# [What you are asked to do]
From the entries that follow, copy every line with the word "InvalidInput".

Saved entries

□ □ □

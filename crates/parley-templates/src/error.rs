use parley_core::PlatformError;
use parley_store::StoreError;
use thiserror::Error;

#[derive(Debug, Error)]
pub enum TemplateError {
    #[error("template not found: {0}")]
    NotFound(String),

    #[error("invalid template input: {0}")]
    InvalidInput(String),

    #[error(transparent)]
    Store(#[from] StoreError),
}

impl From<TemplateError> for PlatformError {
    fn from(e: TemplateError) -> Self {
        match e {
            TemplateError::NotFound(id) => PlatformError::NotFound(format!("template {id}")),
            TemplateError::InvalidInput(msg) => PlatformError::InvalidInput(msg),
            TemplateError::Store(e) => e.into(),
        }
    }
}

pub type Result<T> = std::result::Result<T, TemplateError>;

□ □ □

# [Result of this exercise]
    InvalidInput(String),
            TemplateError::InvalidInput(msg) => PlatformError::InvalidInput(msg),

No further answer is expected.